Wort zum Wochenende: Oster-Augen sehen mehr

Von Pfarrer Reinhold Völler, Evangelisches Pfarramt Michelrieth

In einigen französischen Dörfern hat sich ein interessanter Brauch erhalten: Wenn am Ostersonntag in der Frühe zum ersten Mal die Kirchenglocken läuten, laufen Kinder und Erwachsene zum Dorfbrunnen und waschen sich die Augen mit dem kühlen und klaren Brunnenwasser.
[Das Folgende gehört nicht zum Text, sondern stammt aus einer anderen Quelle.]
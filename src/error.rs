//! Typed error kinds that callers branch on.
//!
//! Most fallible paths in codectx propagate `anyhow::Error` with context
//! attached at each seam. The variants here exist for the handful of cases
//! where behavior depends on the *kind* of failure rather than its message:
//!
//! - search converts [`CoreError::CollectionNotFound`] into empty results;
//! - insert rejects [`CoreError::DimensionMismatch`] immediately, without retry;
//! - the embedding retry loop only re-drives errors classified as retryable.
//!
//! Wrap a variant in `anyhow::Error` as usual and recover it with
//! `err.downcast_ref::<CoreError>()` where the kind matters.

use thiserror::Error;

/// Error kinds with behavioral significance.
#[derive(Debug, Error)]
pub enum CoreError {
    /// Missing or invalid configuration, including unresolved `[VAR]`
    /// environment references. Fatal at startup.
    #[error("configuration error: {0}")]
    Config(String),

    /// A vector's length does not match the collection dimension.
    #[error("dimension mismatch: vector has {actual} dimensions, collection expects {expected}")]
    DimensionMismatch { expected: usize, actual: usize },

    /// Attempt to create a collection that already exists.
    #[error("collection '{0}' already exists")]
    CollectionExists(String),

    /// Operation referenced a collection that does not exist.
    #[error("collection '{0}' does not exist")]
    CollectionNotFound(String),

    /// BM25 vector generation was requested before the model was trained.
    #[error("BM25 model is not trained")]
    NotTrained,

    /// Internal invariant violated (bug-level; surfaces immediately).
    #[error("invariant violated: {0}")]
    Invariant(String),
}

impl CoreError {
    /// True when `err`'s chain bottoms out in a missing-collection error.
    pub fn is_collection_not_found(err: &anyhow::Error) -> bool {
        matches!(
            err.downcast_ref::<CoreError>(),
            Some(CoreError::CollectionNotFound(_))
        )
    }
}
Ob die, die Jahr für Jahr mitlaufen und sich die Augen reiben, wohl ahnen, dass sie sich selbst mit diesem Brauch eine eindrucksvolle Osterpredigt halten?
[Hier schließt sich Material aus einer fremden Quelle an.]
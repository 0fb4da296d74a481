//! BM25 sparse vectorization for hybrid search.
//!
//! Learns a vocabulary and IDF table from a corpus of chunk contents, then
//! turns any text into a [`SparseVector`] of BM25 term weights keyed by
//! stable term ids. Weights use the classic formulation
//!
//! ```text
//! w(t) = idf(t) · tf·(k1+1) / (tf + k1·(1 − b + b·|T|/avgdl))
//! idf(t) = ln((N − df + 0.5) / (df + 0.5))
//! ```
//!
//! with `k1 = 1.2`, `b = 0.75`. The idf can go negative for very common
//! terms; before a vector is emitted all values are shifted by
//! `(−min + 1e-6)` whenever any weight is non-positive, so downstream
//! sparse backends always see strictly positive values.
//!
//! Models serialize to JSON (vocabulary and idf as `[term, value]` pair
//! arrays) and round-trip exactly; an untrained model serializes cleanly,
//! which is how empty hybrid collections persist their companion model.

use std::collections::{HashMap, HashSet};
use std::fs;
use std::io::Write;
use std::path::Path;

use anyhow::{bail, Context, Result};
use serde::{Deserialize, Serialize};

use crate::error::CoreError;
use crate::models::SparseVector;

const DEFAULT_K1: f64 = 1.2;
const DEFAULT_B: f64 = 0.75;
const DEFAULT_MIN_TERM_LENGTH: usize = 2;
const POSITIVITY_EPSILON: f64 = 1e-6;

/// Terms dropped during tokenization regardless of frequency.
pub fn default_stop_words() -> HashSet<String> {
    [
        "a", "an", "and", "are", "as", "at", "be", "by", "for", "from", "has", "if", "in", "is",
        "it", "of", "on", "or", "that", "the", "this", "to", "was", "were", "will", "with",
    ]
    .iter()
    .map(|s| s.to_string())
    .collect()
}

/// Tunables for [`Bm25Vectorizer`].
#[derive(Debug, Clone)]
pub struct Bm25Params {
    pub k1: f64,
    pub b: f64,
    pub min_term_length: usize,
    pub stop_words: HashSet<String>,
    /// Drop weights below this value (applied after the positivity shift).
    pub min_score: Option<f64>,
    /// Keep only the strongest N terms per vector.
    pub max_terms: Option<usize>,
    /// L2-normalize emitted vectors.
    pub normalize: bool,
}

impl Default for Bm25Params {
    fn default() -> Self {
        Self {
            k1: DEFAULT_K1,
            b: DEFAULT_B,
            min_term_length: DEFAULT_MIN_TERM_LENGTH,
            stop_words: default_stop_words(),
            min_score: None,
            max_terms: None,
            normalize: false,
        }
    }
}

/// Persisted model layout. Vocabulary and idf are pair arrays so the file
/// format is stable regardless of map iteration order.
#[derive(Debug, Serialize, Deserialize)]
#[serde(rename_all = "camelCase")]
struct SerializedModel {
    k1: f64,
    b: f64,
    min_term_length: usize,
    stop_words: Vec<String>,
    vocabulary: Vec<(String, u32)>,
    idf: Vec<(String, f64)>,
    avg_doc_length: f64,
    trained: bool,
}

/// Corpus-trained BM25 vectorizer.
#[derive(Debug, Clone)]
pub struct Bm25Vectorizer {
    params: Bm25Params,
    vocabulary: HashMap<String, u32>,
    idf: HashMap<String, f64>,
    avg_doc_length: f64,
    trained: bool,
}

impl Default for Bm25Vectorizer {
    fn default() -> Self {
        Self::new(Bm25Params::default())
    }
}

impl Bm25Vectorizer {
    pub fn new(params: Bm25Params) -> Self {
        Self {
            params,
            vocabulary: HashMap::new(),
            idf: HashMap::new(),
            avg_doc_length: 0.0,
            trained: false,
        }
    }

    pub fn is_trained(&self) -> bool {
        self.trained
    }

    pub fn vocabulary_len(&self) -> usize {
        self.vocabulary.len()
    }

    pub fn avg_doc_length(&self) -> f64 {
        self.avg_doc_length
    }

    pub fn idf_for(&self, term: &str) -> Option<f64> {
        self.idf.get(term).copied()
    }

    /// Lowercase, replace non-word characters with whitespace, split, and
    /// drop short tokens and stop words. Underscores count as word
    /// characters so identifiers survive intact.
    pub fn tokenize(&self, text: &str) -> Vec<String> {
        text.to_lowercase()
            .split(|c: char| !c.is_alphanumeric() && c != '_')
            .filter(|token| {
                token.len() >= self.params.min_term_length
                    && !self.params.stop_words.contains(*token)
            })
            .map(String::from)
            .collect()
    }

    /// Learn vocabulary, document frequencies, and average document length
    /// from the corpus. Fails on an empty corpus.
    pub fn train<S: AsRef<str>>(&mut self, corpus: &[S]) -> Result<()> {
        if corpus.is_empty() {
            bail!("cannot train BM25 model on an empty corpus");
        }

        let tokenized: Vec<Vec<String>> = corpus
            .iter()
            .map(|doc| self.tokenize(doc.as_ref()))
            .collect();

        let total_tokens: usize = tokenized.iter().map(|t| t.len()).sum();
        self.avg_doc_length = total_tokens as f64 / tokenized.len() as f64;

        let mut df: HashMap<&str, usize> = HashMap::new();
        for tokens in &tokenized {
            let unique: HashSet<&str> = tokens.iter().map(String::as_str).collect();
            for term in unique {
                *df.entry(term).or_insert(0) += 1;
            }
        }

        let n = tokenized.len() as f64;
        self.idf = df
            .iter()
            .map(|(term, freq)| {
                let idf = ((n - *freq as f64 + 0.5) / (*freq as f64 + 0.5)).ln();
                (term.to_string(), idf)
            })
            .collect();

        // Stable term ids: sorted term order is reproducible across runs.
        let mut terms: Vec<&String> = self.idf.keys().collect();
        terms.sort();
        self.vocabulary = terms
            .into_iter()
            .enumerate()
            .map(|(id, term)| (term.clone(), id as u32))
            .collect();

        self.trained = true;
        Ok(())
    }

    /// Produce the BM25 sparse vector for `text`.
    ///
    /// Unknown terms are dropped silently; a text with no vocabulary
    /// overlap yields an empty vector (callers use that as the hybrid
    /// fallback signal). Fails if the model is untrained.
    pub fn vectorize(&self, text: &str) -> Result<SparseVector> {
        if !self.trained {
            return Err(CoreError::NotTrained.into());
        }

        let tokens = self.tokenize(text);
        if tokens.is_empty() {
            return Ok(SparseVector::default());
        }

        let doc_len = tokens.len() as f64;
        let avgdl = if self.avg_doc_length > 0.0 {
            self.avg_doc_length
        } else {
            1.0
        };

        let mut tf: HashMap<&str, f64> = HashMap::new();
        for token in &tokens {
            *tf.entry(token.as_str()).or_insert(0.0) += 1.0;
        }

        let mut weighted: Vec<(u32, f64)> = Vec::new();
        for (term, freq) in &tf {
            let (Some(term_id), Some(idf)) = (self.vocabulary.get(*term), self.idf.get(*term))
            else {
                continue;
            };
            let numerator = freq * (self.params.k1 + 1.0);
            let denominator = freq
                + self.params.k1 * (1.0 - self.params.b + self.params.b * doc_len / avgdl);
            weighted.push((*term_id, idf * numerator / denominator));
        }

        if weighted.is_empty() {
            return Ok(SparseVector::default());
        }

        // Shift into strictly positive territory when needed.
        let min = weighted
            .iter()
            .map(|(_, w)| *w)
            .fold(f64::INFINITY, f64::min);
        if min <= 0.0 {
            let shift = -min + POSITIVITY_EPSILON;
            for (_, w) in &mut weighted {
                *w += shift;
            }
        }

        if let Some(min_score) = self.params.min_score {
            weighted.retain(|(_, w)| *w >= min_score);
        }
        if let Some(max_terms) = self.params.max_terms {
            if weighted.len() > max_terms {
                weighted
                    .sort_by(|a, b| b.1.partial_cmp(&a.1).unwrap_or(std::cmp::Ordering::Equal));
                weighted.truncate(max_terms);
            }
        }
        weighted.sort_by_key(|(id, _)| *id);

        let mut vector = SparseVector {
            indices: weighted.iter().map(|(id, _)| *id).collect(),
            values: weighted.iter().map(|(_, w)| *w as f32).collect(),
        };
        if self.params.normalize {
            vector.l2_normalize();
        }
        Ok(vector)
    }

    /// JSON form of the model; an untrained model serializes cleanly.
    pub fn to_json(&self) -> Result<String> {
        let mut vocabulary: Vec<(String, u32)> = self
            .vocabulary
            .iter()
            .map(|(t, id)| (t.clone(), *id))
            .collect();
        vocabulary.sort();
        let mut idf: Vec<(String, f64)> =
            self.idf.iter().map(|(t, v)| (t.clone(), *v)).collect();
        idf.sort_by(|a, b| a.0.cmp(&b.0));
        let mut stop_words: Vec<String> = self.params.stop_words.iter().cloned().collect();
        stop_words.sort();

        Ok(serde_json::to_string_pretty(&SerializedModel {
            k1: self.params.k1,
            b: self.params.b,
            min_term_length: self.params.min_term_length,
            stop_words,
            vocabulary,
            idf,
            avg_doc_length: self.avg_doc_length,
            trained: self.trained,
        })?)
    }

    pub fn from_json(json: &str) -> Result<Self> {
        let model: SerializedModel =
            serde_json::from_str(json).context("failed to parse BM25 model")?;
        Ok(Self {
            params: Bm25Params {
                k1: model.k1,
                b: model.b,
                min_term_length: model.min_term_length,
                stop_words: model.stop_words.into_iter().collect(),
                ..Bm25Params::default()
            },
            vocabulary: model.vocabulary.into_iter().collect(),
            idf: model.idf.into_iter().collect(),
            avg_doc_length: model.avg_doc_length,
            trained: model.trained,
        })
    }

    /// Persist via temp-file + rename so readers never see a torn model.
    pub fn save(&self, path: &Path) -> Result<()> {
        let json = self.to_json()?;
        let tmp = path.with_extension("json.tmp");
        {
            let mut file = fs::File::create(&tmp)
                .with_context(|| format!("failed to create {}", tmp.display()))?;
            file.write_all(json.as_bytes())?;
            file.flush()?;
        }
        fs::rename(&tmp, path)
            .with_context(|| format!("failed to replace model {}", path.display()))?;
        Ok(())
    }

    pub fn load(path: &Path) -> Result<Self> {
        let json = fs::read_to_string(path)
            .with_context(|| format!("failed to read BM25 model {}", path.display()))?;
        Self::from_json(&json)
    }
}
Das Thema dieser Predigt ohne Worte: Ostern schenkt einen neuen Blick, neue Augen. Oster-Augen wünsche auch ich mir am Festtag und viele Oster-Augenblicke in den kommenden Tagen und Wochen, denn: Oster-Augen können entdecken, dass im Menschen Jesus von Nazareth das Leben endgültig zum Durchbruch gekommen ist, ein – trotz Leid und Tod – erfülltes und gutes Leben, so wie Gott sich wahres Leben vorstellt.

Oster-Augen verschließen sich nicht vor der Not. Sie nehmen die vielen Todessignale in unserer Umgebung wahr, sie haben einen Blick dafür, wo das Leben zu kurz kommt oder ganz auf der Strecke bleibt, wo einer mundtot gemacht wird, wo einer unter die Räder kommt. Sie erkennen, wo wir aufstehen müssen, einen Aufstand machen müssen gegen Eingefahrenes und Erstarrtes.
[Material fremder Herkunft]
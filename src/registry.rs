//! Per-codebase indexing status registry.
//!
//! Persists `codebase path → status` in a single JSON file under the
//! user-scoped data directory. The in-memory map is authoritative for the
//! lifetime of the process: every read returns the state produced by the
//! latest mutation, whether or not the disk write behind it has landed.
//! Disk writes are best-effort — failures are logged and never fail the
//! mutating operation — which removes the race between "indexing finished"
//! and "search says not indexed".
//!
//! Status transitions:
//!
//! ```text
//! not_found → indexing(0)            on index start
//! indexing(p) → indexing(p')        on progress
//! indexing → indexed                on success
//! indexing → failed                 on fatal error
//! failed → indexing(0)              on retry
//! any → not_found                   on clear_index
//! ```

use std::collections::HashMap;
use std::fs;
use std::io::Write;
use std::path::{Path, PathBuf};
use std::sync::Mutex;

use chrono::{DateTime, Utc};
use serde::{Deserialize, Serialize};

/// How a finished index run ended.
#[derive(Debug, Clone, Copy, PartialEq, Eq, Serialize, Deserialize)]
#[serde(rename_all = "snake_case")]
pub enum Completion {
    Completed,
    LimitReached,
}

/// Tagged status of one codebase.
#[derive(Debug, Clone, PartialEq, Serialize, Deserialize)]
#[serde(tag = "state", rename_all = "snake_case")]
pub enum CodebaseStatus {
    #[serde(rename_all = "camelCase")]
    Indexing {
        /// Percentage in `[0, 100]`.
        progress: u8,
        last_updated: DateTime<Utc>,
    },
    #[serde(rename_all = "camelCase")]
    Indexed {
        files: usize,
        chunks: usize,
        completion: Completion,
        last_updated: DateTime<Utc>,
    },
    #[serde(rename_all = "camelCase")]
    Failed {
        message: String,
        #[serde(skip_serializing_if = "Option::is_none")]
        last_progress: Option<u8>,
        last_updated: DateTime<Utc>,
    },
}

/// On-disk layout of the registry file.
#[derive(Debug, Default, Serialize, Deserialize)]
struct RegistryFile {
    codebases: HashMap<String, CodebaseStatus>,
}

/// Process-wide registry handle. Owns the status record exclusively.
pub struct CodebaseRegistry {
    path: PathBuf,
    entries: Mutex<HashMap<String, CodebaseStatus>>,
}

impl CodebaseRegistry {
    /// Load the registry from `path`, starting empty if the file is
    /// missing or unreadable (disk is only a cache of the last run).
    pub fn load(path: &Path) -> Self {
        let entries = fs::read_to_string(path)
            .ok()
            .and_then(|content| serde_json::from_str::<RegistryFile>(&content).ok())
            .map(|file| file.codebases)
            .unwrap_or_default();
        Self {
            path: path.to_path_buf(),
            entries: Mutex::new(entries),
        }
    }

    pub fn set_indexing(&self, codebase: &str, progress: u8) {
        self.update(codebase, CodebaseStatus::Indexing {
            progress: progress.min(100),
            last_updated: Utc::now(),
        });
    }

    pub fn set_indexed(&self, codebase: &str, files: usize, chunks: usize, completion: Completion) {
        self.update(codebase, CodebaseStatus::Indexed {
            files,
            chunks,
            completion,
            last_updated: Utc::now(),
        });
    }

    pub fn set_failed(&self, codebase: &str, message: &str, last_progress: Option<u8>) {
        self.update(codebase, CodebaseStatus::Failed {
            message: message.to_string(),
            last_progress,
            last_updated: Utc::now(),
        });
    }

    /// Drop the entry entirely (`any → not_found`).
    pub fn clear(&self, codebase: &str) {
        let snapshot = {
            let mut entries = self.entries.lock().expect("registry lock poisoned");
            entries.remove(codebase);
            entries.clone()
        };
        self.persist(&snapshot);
    }

    pub fn get(&self, codebase: &str) -> Option<CodebaseStatus> {
        self.entries
            .lock()
            .expect("registry lock poisoned")
            .get(codebase)
            .cloned()
    }

    /// Paths currently in the `indexed` state.
    pub fn indexed_paths(&self) -> Vec<String> {
        let mut paths: Vec<String> = self
            .entries
            .lock()
            .expect("registry lock poisoned")
            .iter()
            .filter(|(_, status)| matches!(status, CodebaseStatus::Indexed { .. }))
            .map(|(path, _)| path.clone())
            .collect();
        paths.sort();
        paths
    }

    /// Copy of every entry, for status listings and reconciliation.
    pub fn all(&self) -> HashMap<String, CodebaseStatus> {
        self.entries.lock().expect("registry lock poisoned").clone()
    }

    fn update(&self, codebase: &str, status: CodebaseStatus) {
        let snapshot = {
            let mut entries = self.entries.lock().expect("registry lock poisoned");
            entries.insert(codebase.to_string(), status);
            entries.clone()
        };
        // In-memory state is already visible; the write below may lag.
        self.persist(&snapshot);
    }

    fn persist(&self, entries: &HashMap<String, CodebaseStatus>) {
        let result = (|| -> anyhow::Result<()> {
            if let Some(parent) = self.path.parent() {
                fs::create_dir_all(parent)?;
            }
            let file = RegistryFile {
                codebases: entries.clone(),
            };
            let json = serde_json::to_string_pretty(&file)?;
            let tmp = self.path.with_extension("json.tmp");
            {
                let mut out = fs::File::create(&tmp)?;
                out.write_all(json.as_bytes())?;
                out.flush()?;
            }
            fs::rename(&tmp, &self.path)?;
            Ok(())
        })();
        if let Err(err) = result {
            eprintln!(
                "warning: failed to persist registry {}: {}",
                self.path.display(),
                err
            );
        }
    }
}

#[cfg(test)]
mod tests {
    use super::*;
    use tempfile::TempDir;

    fn registry() -> (TempDir, CodebaseRegistry) {
        let tmp = TempDir::new().unwrap();
        let reg = CodebaseRegistry::load(&tmp.path().join("registry.json"));
        (tmp, reg)
    }

    #[test]
    fn reads_see_writes_immediately() {
        let (_tmp, reg) = registry();
        reg.set_indexing("/repo", 50);
        reg.set_indexed("/repo", 10, 100, Completion::Completed);

        // No waiting on disk: the indexed state is visible at once.
        assert_eq!(reg.indexed_paths(), vec!["/repo"]);
        match reg.get("/repo") {
            Some(CodebaseStatus::Indexed { files, chunks, completion, .. }) => {
                assert_eq!(files, 10);
                assert_eq!(chunks, 100);
                assert_eq!(completion, Completion::Completed);
            }
            other => panic!("unexpected status: {:?}", other),
        }
    }

    #[test]
    fn transitions() {
        let (_tmp, reg) = registry();
        assert_eq!(reg.get("/repo"), None);

        reg.set_indexing("/repo", 0);
        assert!(matches!(
            reg.get("/repo"),
            Some(CodebaseStatus::Indexing { progress: 0, .. })
        ));

        reg.set_indexing("/repo", 40);
        assert!(matches!(
            reg.get("/repo"),
            Some(CodebaseStatus::Indexing { progress: 40, .. })
        ));

        reg.set_failed("/repo", "provider unreachable", Some(40));
        assert!(matches!(
            reg.get("/repo"),
            Some(CodebaseStatus::Failed { .. })
        ));

        // Retry from failed.
        reg.set_indexing("/repo", 0);
        assert!(matches!(
            reg.get("/repo"),
            Some(CodebaseStatus::Indexing { .. })
        ));

        reg.set_indexed("/repo", 1, 2, Completion::LimitReached);
        reg.clear("/repo");
        assert_eq!(reg.get("/repo"), None);
    }

    #[test]
    fn progress_is_clamped() {
        let (_tmp, reg) = registry();
        reg.set_indexing("/repo", 250);
        assert!(matches!(
            reg.get("/repo"),
            Some(CodebaseStatus::Indexing { progress: 100, .. })
        ));
    }

    #[test]
    fn state_survives_reload() {
        let tmp = TempDir::new().unwrap();
        let path = tmp.path().join("registry.json");

        let reg = CodebaseRegistry::load(&path);
        reg.set_indexed("/repo", 3, 30, Completion::Completed);
        reg.set_failed("/other", "boom", None);

        let reloaded = CodebaseRegistry::load(&path);
        assert_eq!(reloaded.indexed_paths(), vec!["/repo"]);
        assert!(matches!(
            reloaded.get("/other"),
            Some(CodebaseStatus::Failed { .. })
        ));
    }

    #[test]
    fn corrupt_file_starts_empty() {
        let tmp = TempDir::new().unwrap();
        let path = tmp.path().join("registry.json");
        fs::write(&path, "{{ nope").unwrap();
        let reg = CodebaseRegistry::load(&path);
        assert!(reg.all().is_empty());
    }

    #[test]
    fn serialized_shape_matches_layout() {
        let tmp = TempDir::new().unwrap();
        let path = tmp.path().join("registry.json");
        let reg = CodebaseRegistry::load(&path);
        reg.set_indexed("/repo", 2, 5, Completion::LimitReached);

        let raw = fs::read_to_string(&path).unwrap();
        let value: serde_json::Value = serde_json::from_str(&raw).unwrap();
        let entry = &value["codebases"]["/repo"];
        assert_eq!(entry["state"], "indexed");
        assert_eq!(entry["completion"], "limit_reached");
        assert!(entry["lastUpdated"].is_string());
    }
}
Oster-Augen lassen sich aber auch leichter zudrücken. Sie sehen die eigenen Fehler und können so über die Schwächen der anderen gelassen und großzügig hinwegsehen.

Oster-Augen sehen weiter. Sie bleiben nicht auf das Schwierige und Unsympathische fixiert, das mir an meinem Gegenüber zuerst auffällt, sondern schauen hinter die unangenehme Fassade und entdecken den anderen, so wie Gott ihn sich gedacht hat. Sie sehen einen Weg, wo vorher keiner war, und im Ende schon einen neuen Anfang.

Solche Oster-Augen wünsche ich mir, und ich hoffe, ich bekomme sie geschenkt – vielleicht durch das Hören der befreienden Botschaft dieses Festes, vielleicht durch die intensive Mitfeier der Ostergottesdienste mit ihrer ausdrucksstarken Symbolik.

Abstelle eines Oster-Hasen wünsche ich mir solche Oster-Augen, aber ich weiß genau: Wenn sie mir geschenkt werden, bin ich für sie verantwortlich, für ihre Offenheit, für ihre Weitsicht. Dann heißt es für mich: Oster-Auge, sei wachsam!